Paolo amava il calcio e la sua Juventus, il suo giocatore preferito era Gianluigi Buffon che aveva ammirato molte volte anche dal vivo. Un bambino d’oro, di una simpatia contagiosa. Sempre sorridente e pronto alla battuta. Fin dal primo giorno, quando si era presentato al campo, aveva mostrato grande passione per lo sport. Qualche settimana fa, l’ultima partita a Pinarella. “Aveva perso ed era molto contrariato. Ma, dopo la doccia, era tornato a sorridere.
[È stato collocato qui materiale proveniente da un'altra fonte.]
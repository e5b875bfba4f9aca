//! Target list expansion.
//!
//! Accepted entries, comma separated:
//! - `192.168.1.20`         a single address
//! - `192.168.1.x`          `x` octets expand to 1..254
//! - `192.168.1.10-40`      the end replaces the trailing octets of the start
//! - `192.168.0.0/23`       host addresses of a CIDR block

use anyhow::{Context, Result, anyhow, bail};
use ipnetwork::Ipv4Network;
use std::collections::HashSet;
use std::net::Ipv4Addr;

/// Refuse expansions larger than a /16.
const MAX_TARGETS: usize = 65_536;

/// Expand a target specification into unique addresses, first occurrence order.
pub fn parse_targets(spec: &str) -> Result<Vec<String>> {
    let mut seen = HashSet::new();
    let mut targets = Vec::new();

    for entry in spec.split(',').map(str::trim).filter(|e| !e.is_empty()) {
        let expanded = expand_entry(entry).with_context(|| format!("Invalid target '{}'", entry))?;
        for ip in expanded {
            if seen.insert(ip) {
                targets.push(ip.to_string());
            }
        }
        if targets.len() > MAX_TARGETS {
            bail!("Target list exceeds {} addresses", MAX_TARGETS);
        }
    }

    if targets.is_empty() {
        bail!("No targets given");
    }
    Ok(targets)
}

fn expand_entry(entry: &str) -> Result<Vec<Ipv4Addr>> {
    if entry.contains('/') {
        return expand_cidr(entry);
    }
    if let Some((start, end)) = entry.split_once('-') {
        return expand_range(start.trim(), end.trim());
    }
    if entry.split('.').any(|o| o.eq_ignore_ascii_case("x")) {
        return expand_wildcard(entry);
    }
    Ok(vec![entry.parse()?])
}

fn expand_cidr(entry: &str) -> Result<Vec<Ipv4Addr>> {
    let network: Ipv4Network = entry.parse()?;
    if network.size() as usize > MAX_TARGETS + 2 {
        bail!("/{} is larger than the {} address limit", network.prefix(), MAX_TARGETS);
    }
    let (first, last) = (network.network(), network.broadcast());
    Ok(network
        .iter()
        .filter(|ip| network.prefix() >= 31 || (*ip != first && *ip != last))
        .collect())
}

fn expand_range(start: &str, end: &str) -> Result<Vec<Ipv4Addr>> {
    let start: Ipv4Addr = start.parse()?;
    let tail: Vec<u8> = end
        .split('.')
        .map(|o| o.parse::<u8>())
        .collect::<Result<_, _>>()
        .map_err(|_| anyhow!("range end '{}' is not a list of octets", end))?;
    if tail.is_empty() || tail.len() > 4 {
        bail!("range end '{}' must have 1 to 4 octets", end);
    }

    let mut octets = start.octets();
    octets[4 - tail.len()..].copy_from_slice(&tail);
    let (from, to) = (u32::from(start), u32::from(Ipv4Addr::from(octets)));
    if to < from {
        bail!("range end {} is before start {}", Ipv4Addr::from(to), start);
    }
    if (to - from) as usize >= MAX_TARGETS {
        bail!("range spans more than {} addresses", MAX_TARGETS);
    }
    Ok((from..=to).map(Ipv4Addr::from).collect())
}

fn expand_wildcard(entry: &str) -> Result<Vec<Ipv4Addr>> {
    let parts: Vec<&str> = entry.split('.').collect();
    if parts.len() != 4 {
        bail!("expected four octets");
    }

    let mut prefixes: Vec<Vec<u8>> = vec![Vec::new()];
    for part in parts {
        let choices: Vec<u8> = if part.eq_ignore_ascii_case("x") {
            (1..=254).collect()
        } else {
            vec![part.parse().map_err(|_| anyhow!("'{}' is not an octet", part))?]
        };
        prefixes = prefixes
            .into_iter()
            .flat_map(|p| {
                choices.iter().map(move |c| {
                    let mut next = p.clone();
                    next.push(*c);
                    next
                })
            })
            .collect();
        if prefixes.len() > MAX_TARGETS {
            bail!("wildcard expands to more than {} addresses", MAX_TARGETS);
        }
    }

    Ok(prefixes
        .into_iter()
        .map(|o| Ipv4Addr::new(o[0], o[1], o[2], o[3]))
        .collect())
}
//! Probe steps.
//!
//! Each step implements [`ProbeStep`]: it is started with a list of target
//! addresses, runs its own bounded-concurrency sweep on a background task,
//! writes what it finds into the shared [`HostRegistry`](crate::HostRegistry)
//! and reports progress until it completes. Steps:
//! - ARP table ingestion ([`ArpTableStep`])
//! - ICMP ping sweep ([`PingSweepStep`])
//! - mDNS / DNS-SD listener ([`MdnsStep`])
//! - Reverse DNS ([`DnsLookupStep`])
//! - TCP port scan with banner capture ([`PortScanStep`])
//! - HTTP/S header fingerprinting ([`HttpFingerprintStep`])
//! - NetBIOS name table and SMB probe ([`NetBiosStep`])
//! - MSRPC endpoint mapper and SMB probe ([`MsrpcStep`])
//! - Heuristic OS/vendor inference ([`InferenceStep`])

pub mod arp;
pub mod dns;
pub mod http;
pub mod inference;
pub mod mdns;
pub mod msrpc;
pub mod netbios;
pub mod network;
pub mod oui;
pub mod ping;
pub mod ports;
mod progress;
pub mod wire;

pub use arp::{ArpEntry, ArpSource, ArpTableStep};
pub use dns::DnsLookupStep;
pub use http::HttpFingerprintStep;
pub use inference::InferenceStep;
pub use mdns::MdnsStep;
pub use msrpc::MsrpcStep;
pub use netbios::NetBiosStep;
pub use network::{LocalNetwork, detect_local_network};
pub use ping::{EchoProbe, PingSweepStep, SystemPing};
pub use ports::{PortScanStep, well_known_service};
pub use progress::StepProgress;

use crate::error::ProbeError;
use crate::inventory::{HostField, HostRegistry, Protocol};
use futures::StreamExt;
use std::future::Future;
use std::process::Command;
use std::sync::Arc;
use std::sync::atomic::{AtomicBool, Ordering};

/// Which addresses the pipeline hands to a step's `start`.
#[derive(Debug, Clone, Copy, PartialEq, Eq)]
pub enum TargetScope {
    /// The caller's candidate address list.
    Candidates,
    /// Primary addresses of hosts the registry currently marks online.
    OnlineHosts,
    /// The step selects hosts from the registry itself; the list is empty.
    Registry,
}

/// Contract shared by every probe step.
pub trait ProbeStep: Send + Sync {
    fn name(&self) -> &'static str;

    fn description(&self) -> &'static str;

    fn target_scope(&self) -> TargetScope {
        TargetScope::Candidates
    }

    /// Begin the sweep on a background task and return immediately.
    fn start(&self, targets: Vec<String>);

    fn progress(&self) -> &StepProgress;

    fn progress_message(&self) -> String {
        self.progress().message()
    }

    /// Full step log, newest line last.
    fn progress_log(&self) -> String {
        self.progress().log_text()
    }

    fn progress_percentage(&self) -> f64 {
        self.progress().percentage()
    }

    fn is_completed(&self) -> bool {
        self.progress().is_completed()
    }
}

/// Progress plus the start-once latch every step carries.
#[derive(Debug, Default)]
pub(crate) struct StepState {
    pub(crate) progress: Arc<StepProgress>,
    started: AtomicBool,
}

impl StepState {
    /// Returns false (and logs) when the step was already started.
    pub(crate) fn begin(&self, step: &str) -> bool {
        if self.started.swap(true, Ordering::AcqRel) {
            tracing::warn!("{} already started, ignoring second start", step);
            return false;
        }
        tracing::info!("Starting {}", step);
        true
    }
}

/// Run a step's sweep on the runtime under a supervisor.
///
/// If the sweep panics the supervisor logs it and still marks the step
/// completed, so pollers never wait forever.
pub(crate) fn spawn_sweep<F>(step: &'static str, progress: Arc<StepProgress>, sweep: F)
where
    F: Future<Output = ()> + Send + 'static,
{
    let handle = tokio::spawn(sweep);
    tokio::spawn(async move {
        if let Err(e) = handle.await {
            tracing::error!("{} aborted: {}", step, e);
            progress.log(format!("Error: step aborted: {}", e));
        }
        if !progress.is_completed() {
            progress.finish(format!("{} finished", step));
        }
    });
}

/// Run `probe` over `items` with at most `limit` in flight, advancing progress
/// once per item.
pub(crate) async fn sweep<T, F, Fut>(progress: &StepProgress, items: Vec<T>, limit: usize, probe: F)
where
    F: Fn(T) -> Fut,
    Fut: Future<Output = ()>,
{
    progress.set_total(items.len());
    futures::stream::iter(items)
        .for_each_concurrent(limit.max(1), |item| {
            let work = probe(item);
            async move {
                work.await;
                progress.advance();
            }
        })
        .await;
}

/// Record the Windows platform signature some protocol probe saw.
pub(crate) fn mark_windows(registry: &HostRegistry, ip: &str) {
    registry.update_field(ip, HostField::Manufacturer, "Microsoft");
    registry.update_field(ip, HostField::Model, "Windows OS");
}

/// Replace a service name with a probe verdict unless it already carries it.
pub(crate) fn label_service(
    registry: &HostRegistry,
    ip: &str,
    port: u16,
    protocol: Protocol,
    label: &str,
) {
    registry.update_service(ip, port, protocol, |s| {
        if !s.service_name.contains(label) {
            s.service_name = label.to_string();
        }
    });
}

#[cfg(target_os = "windows")]
const CREATE_NO_WINDOW: u32 = 0x08000000;

/// Create a Command that hides the console window on Windows.
pub fn hidden_command(program: &str) -> Command {
    let mut cmd = Command::new(program);
    #[cfg(target_os = "windows")]
    {
        use std::os::windows::process::CommandExt;
        cmd.creation_flags(CREATE_NO_WINDOW);
    }
    cmd
}

/// Run a system command on the blocking pool and return its stdout.
pub(crate) async fn command_output(program: &'static str, args: &[&str]) -> Result<String, ProbeError> {
    let args: Vec<String> = args.iter().map(|a| a.to_string()).collect();
    let output = tokio::task::spawn_blocking(move || hidden_command(program).args(&args).output())
        .await
        .map_err(|e| ProbeError::Command(format!("{} task failed: {}", program, e)))?
        .map_err(|e| ProbeError::Command(format!("{}: {}", program, e)))?;

    if !output.status.success() && output.stdout.is_empty() {
        return Err(ProbeError::Command(format!(
            "{} exited with {}",
            program, output.status
        )));
    }
    Ok(String::from_utf8_lossy(&output.stdout).into_owned())
}

#[cfg(test)]
mod tests {
    use super::*;
    use std::sync::atomic::AtomicUsize;
    use std::time::Duration;

    #[tokio::test]
    async fn test_sweep_bounds_concurrency_and_counts_items() {
        let progress = StepProgress::new();
        let in_flight = &AtomicUsize::new(0);
        let peak = &AtomicUsize::new(0);

        sweep(&progress, (0..20).collect::<Vec<_>>(), 3, move |_| async move {
            let now = in_flight.fetch_add(1, Ordering::SeqCst) + 1;
            peak.fetch_max(now, Ordering::SeqCst);
            tokio::time::sleep(Duration::from_millis(5)).await;
            in_flight.fetch_sub(1, Ordering::SeqCst);
        })
        .await;

        assert_eq!(progress.processed(), 20);
        assert_eq!(progress.total(), 20);
        assert!(peak.load(Ordering::SeqCst) <= 3);
    }

    #[tokio::test]
    async fn test_panicking_sweep_still_completes() {
        let progress = Arc::new(StepProgress::new());
        spawn_sweep("Broken Step", progress.clone(), async {
            panic!("boom");
        });

        for _ in 0..100 {
            if progress.is_completed() {
                break;
            }
            tokio::time::sleep(Duration::from_millis(10)).await;
        }
        assert!(progress.is_completed());
        assert!(progress.log_text().contains("Error: step aborted"));
    }

    #[test]
    fn test_step_state_starts_once() {
        let state = StepState::default();
        assert!(state.begin("Test"));
        assert!(!state.begin("Test"));
    }
}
Il sorriso con cui lo ricorderemo sempre”, continua Cavina.

Domenico Bellino, responsabile della scuola calcio e dell’attività di base del Classe, e suo allenatore per tre anni lo ricorda con parole commosse, come riportato da FanPage: “Il calcio era la sua vita. Paolo era un bambino d’oro, di una simpatia unica e contagiosa“. Il tecnico ha si lascia andre ad un pensiore sugli ultim attimi trascorsi insieme al bambino: “Ricordo l’ultima partita giocata qualche settimana fa a Pinarella. Aveva perso ed era molto contrariato. Ma, dopo la doccia, era tornato a sorridere. Il sorriso con cui lo ricorderemo sempre“.

“Paolo è un angelo che vola in Paradiso, ed è un altro dei miei figli che se ne va”, dice Don Bruno, il parroco di Porto Fuori, che lo aveva battezzato e che ha celebrato il funerale, l’altro ieri pomeriggio, nella chiesa della cittadina. Accanto al papà Marco, alla mamma Tamara – anche loro uniti in matrimonio da Don Bruno – si sono stretti familiari, amici, compagni di scuola, i compagni di calcio e anche una delegazione dell’Unione Sportiva dilettantistica “Classe“, di cui Paolo era portiere.